You're staying as long as it takes."
The whole motley crew - a Noah's Ark including two cats, two tortoises, and even two snakes - moved into the woman's small home.
A couple of days later, Mr. McGinn returned to find his house in Scripps Ranch intact, though floating embers ignited homes in front and behind.
While not every homeowner has been so fortunate, southern Californians this week have been giving and receiving something that wildfire hasn't been able to consume: open-hearted and open-doored generosity.
Blazes forming an arc from Ventura County north of Los Angeles to near the Mexican border have ravaged arid hillsides and destroyed thousands of homes, but they have also galvanized a magnanimity not always visible in this region of tranquil breezes and stately palm trees.
The Scripps Ranch development here is just one case in point.

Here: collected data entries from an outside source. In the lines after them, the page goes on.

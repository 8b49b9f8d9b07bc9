//! Database row models

use serde::{Deserialize, Serialize};

/// Longest file name the `files` table accepts
pub const MAX_FILE_NAME_LEN: usize = 128;

/// Row of the `files` table
#[derive(Debug, Clone, PartialEq, Eq, Serialize, Deserialize, sqlx::FromRow)]
pub struct FileRecord {
    pub id: i64,
    pub name: String,
}

/// Row of the `songs` table
#[derive(Debug, Clone, PartialEq, Eq, Serialize, Deserialize, sqlx::FromRow)]
pub struct SongRecord {
    pub id: i64,
    pub file_id: i64,
}

/// A song joined with the file it references
#[derive(Debug, Clone, PartialEq, Eq)]
pub struct Song {
    pub id: i64,
    pub file: FileRecord,
}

In this quintessential suburban landscape of cul-de-sacs and out-of-town transplants, citizens are realizing they share more than sunny skies and big mortgages.

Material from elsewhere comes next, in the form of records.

//! Configuration loading and resolution
//!
//! Every setting resolves in priority order:
//! 1. Explicit override (command-line flag or its environment variable)
//! 2. TOML config file
//! 3. Compiled default
//!
//! The `testing` profile replaces the TOML layer with fixed throwaway
//! locations: an in-memory database and an upload folder under the
//! system temp directory.

use crate::{Error, Result};
use serde::Deserialize;
use std::fmt;
use std::path::{Path, PathBuf};
use std::str::FromStr;
use tracing::warn;

/// Environment variable selecting the configuration profile (read by the CLI)
pub const PROFILE_ENV_VAR: &str = "TUNEFUL_CONFIG";

/// Default HTTP port
pub const DEFAULT_PORT: u16 = 5730;

/// Default upper bound on an upload request body (64 MiB)
pub const DEFAULT_MAX_UPLOAD_BYTES: usize = 64 * 1024 * 1024;

const DATABASE_FILE_NAME: &str = "tuneful.db";
const UPLOAD_FOLDER_NAME: &str = "uploads";

/// Named configuration profile
#[derive(Debug, Clone, Copy, PartialEq, Eq, Default)]
pub enum Profile {
    #[default]
    Production,
    Testing,
}

impl FromStr for Profile {
    type Err = Error;

    fn from_str(s: &str) -> Result<Self> {
        match s.trim().to_ascii_lowercase().as_str() {
            "production" | "prod" => Ok(Profile::Production),
            "testing" | "test" => Ok(Profile::Testing),
            other => Err(Error::Config(format!("Unknown configuration profile: {}", other))),
        }
    }
}

impl fmt::Display for Profile {
    fn fmt(&self, f: &mut fmt::Formatter<'_>) -> fmt::Result {
        match self {
            Profile::Production => write!(f, "production"),
            Profile::Testing => write!(f, "testing"),
        }
    }
}

/// Logging section of the TOML file
#[derive(Debug, Clone, Deserialize, Default)]
pub struct LoggingConfig {
    /// Log level (trace, debug, info, warn, error)
    #[serde(default)]
    pub level: Option<String>,
}

/// On-disk TOML configuration. Every key is optional.
#[derive(Debug, Clone, Deserialize, Default)]
pub struct TomlConfig {
    #[serde(default)]
    pub root_folder: Option<PathBuf>,

    /// sqlx connection URL, e.g. `sqlite:///var/lib/tuneful/tuneful.db`
    #[serde(default)]
    pub database_url: Option<String>,

    #[serde(default)]
    pub upload_folder: Option<PathBuf>,

    #[serde(default)]
    pub port: Option<u16>,

    #[serde(default)]
    pub max_upload_bytes: Option<usize>,

    #[serde(default)]
    pub logging: LoggingConfig,
}

impl TomlConfig {
    /// Load a TOML config file.
    ///
    /// A missing file yields the empty config with a warning; a file that
    /// exists but does not parse is an error.
    pub fn load(path: &Path) -> Result<Self> {
        let content = match std::fs::read_to_string(path) {
            Ok(content) => content,
            Err(e) if e.kind() == std::io::ErrorKind::NotFound => {
                warn!("Config file not found at {}, using defaults", path.display());
                return Ok(Self::default());
            }
            Err(e) => return Err(e.into()),
        };

        toml::from_str(&content)
            .map_err(|e| Error::Config(format!("Parse {} failed: {}", path.display(), e)))
    }
}

/// Platform default location of the TOML config file
pub fn default_config_file() -> Option<PathBuf> {
    dirs::config_dir().map(|d| d.join("tuneful").join("config.toml"))
}

/// Compiled defaults used when nothing else specifies a value
#[derive(Debug, Clone)]
pub struct CompiledDefaults {
    pub root_folder: PathBuf,
    pub port: u16,
    pub log_level: String,
    pub max_upload_bytes: usize,
}

impl CompiledDefaults {
    pub fn for_current_platform() -> Self {
        let root_folder = dirs::data_local_dir()
            .map(|d| d.join("tuneful"))
            .unwrap_or_else(|| PathBuf::from("./tuneful_data"));

        Self {
            root_folder,
            port: DEFAULT_PORT,
            log_level: "info".to_string(),
            max_upload_bytes: DEFAULT_MAX_UPLOAD_BYTES,
        }
    }
}

/// Values supplied explicitly on the command line or through environment
#[derive(Debug, Clone, Default)]
pub struct Overrides {
    pub root_folder: Option<PathBuf>,
    pub database_url: Option<String>,
    pub upload_folder: Option<PathBuf>,
    pub port: Option<u16>,
    pub log_level: Option<String>,
}

/// Fully resolved service configuration
#[derive(Debug, Clone, PartialEq, Eq)]
pub struct ServiceConfig {
    pub profile: Profile,
    pub database_url: String,
    pub upload_folder: PathBuf,
    pub port: u16,
    pub max_upload_bytes: usize,
    pub log_level: String,
}

impl ServiceConfig {
    /// Merge overrides, TOML and compiled defaults for the given profile
    pub fn resolve(profile: Profile, overrides: &Overrides, toml: &TomlConfig) -> Self {
        let defaults = CompiledDefaults::for_current_platform();

        let empty = TomlConfig::default();
        let toml = match profile {
            Profile::Production => toml,
            Profile::Testing => &empty,
        };

        let root_folder = overrides
            .root_folder
            .clone()
            .or_else(|| toml.root_folder.clone())
            .unwrap_or(defaults.root_folder);

        let database_url = overrides
            .database_url
            .clone()
            .or_else(|| toml.database_url.clone())
            .unwrap_or_else(|| match profile {
                Profile::Production => sqlite_url(&root_folder.join(DATABASE_FILE_NAME)),
                Profile::Testing => "sqlite::memory:".to_string(),
            });

        let upload_folder = overrides
            .upload_folder
            .clone()
            .or_else(|| toml.upload_folder.clone())
            .unwrap_or_else(|| match profile {
                Profile::Production => root_folder.join(UPLOAD_FOLDER_NAME),
                Profile::Testing => std::env::temp_dir().join("tuneful-test-uploads"),
            });

        Self {
            profile,
            database_url,
            upload_folder,
            port: overrides.port.or(toml.port).unwrap_or(defaults.port),
            max_upload_bytes: toml.max_upload_bytes.unwrap_or(defaults.max_upload_bytes),
            log_level: overrides
                .log_level
                .clone()
                .or_else(|| toml.logging.level.clone())
                .unwrap_or(defaults.log_level),
        }
    }
}

/// Build a create-if-missing sqlx URL for a database file
pub fn sqlite_url(path: &Path) -> String {
    format!("sqlite://{}?mode=rwc", path.display())
}

#[cfg(test)]
mod tests {
    use super::*;

    #[test]
    fn test_profile_parsing() {
        assert_eq!("production".parse::<Profile>().unwrap(), Profile::Production);
        assert_eq!("Testing".parse::<Profile>().unwrap(), Profile::Testing);
        assert_eq!(" test ".parse::<Profile>().unwrap(), Profile::Testing);
        assert!("staging".parse::<Profile>().is_err());
    }

    #[test]
    fn test_production_defaults_live_under_root_folder() {
        let overrides = Overrides {
            root_folder: Some(PathBuf::from("/srv/tuneful")),
            ..Default::default()
        };
        let config = ServiceConfig::resolve(Profile::Production, &overrides, &TomlConfig::default());

        assert_eq!(config.database_url, "sqlite:///srv/tuneful/tuneful.db?mode=rwc");
        assert_eq!(config.upload_folder, PathBuf::from("/srv/tuneful/uploads"));
        assert_eq!(config.port, DEFAULT_PORT);
        assert_eq!(config.log_level, "info");
    }

    #[test]
    fn test_override_beats_toml() {
        let toml = TomlConfig {
            port: Some(9000),
            upload_folder: Some(PathBuf::from("/toml/uploads")),
            ..Default::default()
        };
        let overrides = Overrides {
            port: Some(9100),
            ..Default::default()
        };
        let config = ServiceConfig::resolve(Profile::Production, &overrides, &toml);

        assert_eq!(config.port, 9100);
        assert_eq!(config.upload_folder, PathBuf::from("/toml/uploads"));
    }

    #[test]
    fn test_testing_profile_ignores_toml() {
        let toml = TomlConfig {
            database_url: Some("sqlite:///toml.db".to_string()),
            ..Default::default()
        };
        let config = ServiceConfig::resolve(Profile::Testing, &Overrides::default(), &toml);

        assert_eq!(config.database_url, "sqlite::memory:");
        assert!(config.upload_folder.starts_with(std::env::temp_dir()));
    }
}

Everything from organic milk to dog food landed in donation bins - and served only serve to confirm residents' pledges to return and rebuild.

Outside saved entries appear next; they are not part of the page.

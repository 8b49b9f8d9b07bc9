//! tuneful-api library - song catalogue and audio upload service
//!
//! Exposes the router and application state so integration tests can
//! drive the service without binding a socket.

use axum::Router;
use sqlx::SqlitePool;
use std::sync::Arc;
use tuneful_common::config::DEFAULT_MAX_UPLOAD_BYTES;

pub mod api;
pub mod db;
pub mod error;
pub mod negotiation;
pub mod session;
pub mod uploads;

pub use crate::error::{ApiError, ApiResult};
pub use crate::session::Session;
pub use crate::uploads::UploadDir;

/// Application state shared across HTTP handlers
#[derive(Clone)]
pub struct AppState {
    /// Database connection pool; handlers borrow from it through [`Session`]
    pub db: SqlitePool,
    /// Directory holding uploaded audio files
    pub uploads: Arc<UploadDir>,
    /// Largest accepted upload request body, in bytes
    pub max_upload_bytes: usize,
}

impl AppState {
    /// Create new application state
    pub fn new(db: SqlitePool, uploads: UploadDir) -> Self {
        Self {
            db,
            uploads: Arc::new(uploads),
            max_upload_bytes: DEFAULT_MAX_UPLOAD_BYTES,
        }
    }

    pub fn with_max_upload_bytes(mut self, max_upload_bytes: usize) -> Self {
        self.max_upload_bytes = max_upload_bytes;
        self
    }
}

/// Build application router
///
/// Content negotiation is layered per handler so a rejected request never
/// reaches its extractors.
pub fn build_router(state: AppState) -> Router {
    use axum::extract::DefaultBodyLimit;
    use axum::handler::Handler;
    use axum::routing::{get, post};
    use negotiation::{accept, APPLICATION_JSON, MULTIPART_FORM_DATA};
    use tower_http::services::ServeDir;
    use tower_http::trace::TraceLayer;

    let json = accept(APPLICATION_JSON);
    let json_body = accept(APPLICATION_JSON).require(APPLICATION_JSON);

    // Guards wrap the handlers, not the method routers, so an unsupported
    // method still gets 405 whatever its headers say
    let songs = Router::new()
        .route(
            "/api/songs",
            get(api::list_songs.layer(json)).post(api::create_song.layer(json_body)),
        )
        .route(
            "/api/songs/:id",
            get(api::get_song.layer(json))
                .put(api::update_song.layer(json_body))
                .delete(api::delete_song.layer(json)),
        );

    let files = Router::new()
        .route(
            "/api/files",
            post(
                api::upload_file.layer(accept(APPLICATION_JSON).require(MULTIPART_FORM_DATA)),
            ),
        )
        .layer(DefaultBodyLimit::max(state.max_upload_bytes));

    let serve_uploads = ServeDir::new(state.uploads.root());

    Router::new()
        .merge(songs)
        .merge(files)
        .merge(api::health_routes())
        .nest_service(uploads::UPLOADS_MOUNT, serve_uploads)
        .layer(TraceLayer::new_for_http())
        .with_state(state)
}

Vanessa Arrendondo, 11, may even get a replacement for the witch outfit she planned to wear on Halloween.
The tide of neighborly assistance across the region has come from individuals and corporations, from traditional charities and ad-hoc alliances.
Among the events chronicled in local news coverage:
• The Fred Astaire Dance Studio in Fresno is collecting clothing and blankets for fire victims.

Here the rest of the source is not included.